WASHINGTON (AFP) - The United States on Monday (Nov 20) imposed sanctions on a network individuals and companies accused of forging money to help Iran's Revolutionary Guards, officials announced.
The sanctions targeted four companies and two individuals involved in printing counterfeit Yemeni currency to benefit Iran, including Iranian national Reza Heidari and Mahmoud Seif, whose nationality was not given, according to a statement.
The US Treasury said the pair allegedly used the companies - ForEnt Technik and Printing Trading Center in Frankfurt, and Rayan Printing and Tejarat Almas Mobin Holding in Teheran - to evade European export restrictions while procuring equipment used to print fake Yemeni currency potentially worth hundreds of millions of US dollars.

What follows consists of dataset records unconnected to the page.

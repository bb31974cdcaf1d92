//! Completions command: emit a shell completion script on stdout.

use clap::CommandFactory;
use clap_complete::Shell;

use crate::cli::Cli;

pub fn run_completions(shell: Shell) {
    let mut cmd = Cli::command();
    let name = cmd.get_name().to_string();
    clap_complete::generate(shell, &mut cmd, name, &mut std::io::stdout());
}
//! CLI command handlers, one file per command.

mod completions;
mod run;
mod stamp;

pub use completions::run_completions;
pub use run::run_sources;
pub use stamp::run_stamp;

This benefited the Revolutionary Guards' external operations arm, which has been subject to US sanctions since 2007.
"This scheme exposes the deep levels of deception the IRGC-Qods Force is willing to employ against companies in Europe, governments in the Gulf, and the rest of the world to support its destabilising activities," Treasury Secretary Steven Mnuchin said in a statement.
"Counterfeiting strikes at the heart of the international financial system, and the fact that elements of the government of Iran are involved in this behaviour is completely unacceptable." The sanctions effectively freeze the individuals and companies out of much of the global banking system and bar financial institutions subject to US law from doing business with them.
Under a two-year-old deal signed by the prior administration and heavily criticised by President Donald Trump, the White House has agreed to exempt Iran from sanctions related to its nuclear program. However, Washington has pursued assertive sanctions unrelated to the nuclear program.
The latest move comes two months after the US slapped sanctions on individuals and companies accused of carrying out cyber attacks against US banks or acting in support of the Revolutionary Guards.
And the Trump administration imposed new sanctions on the Revolutionary Guards in October, accusing it of providing to support for militant groups including Hezbollah, Hamas and the Taliban.
As far back as 2007, the administrations of Barack Obama and George W. Bush imposed sanctions on the Revolutionary Guards, tying the armed forces to Iran's ballistic missile and nuclear programs and to human rights abuses.
The 2015 Iran nuclear deal, approved by Obama, required Iran to surrender much of its enriched uranium, dismantle a reactor and submit nuclear sites to UN inspection, while Washington and Europe lifted some sanctions.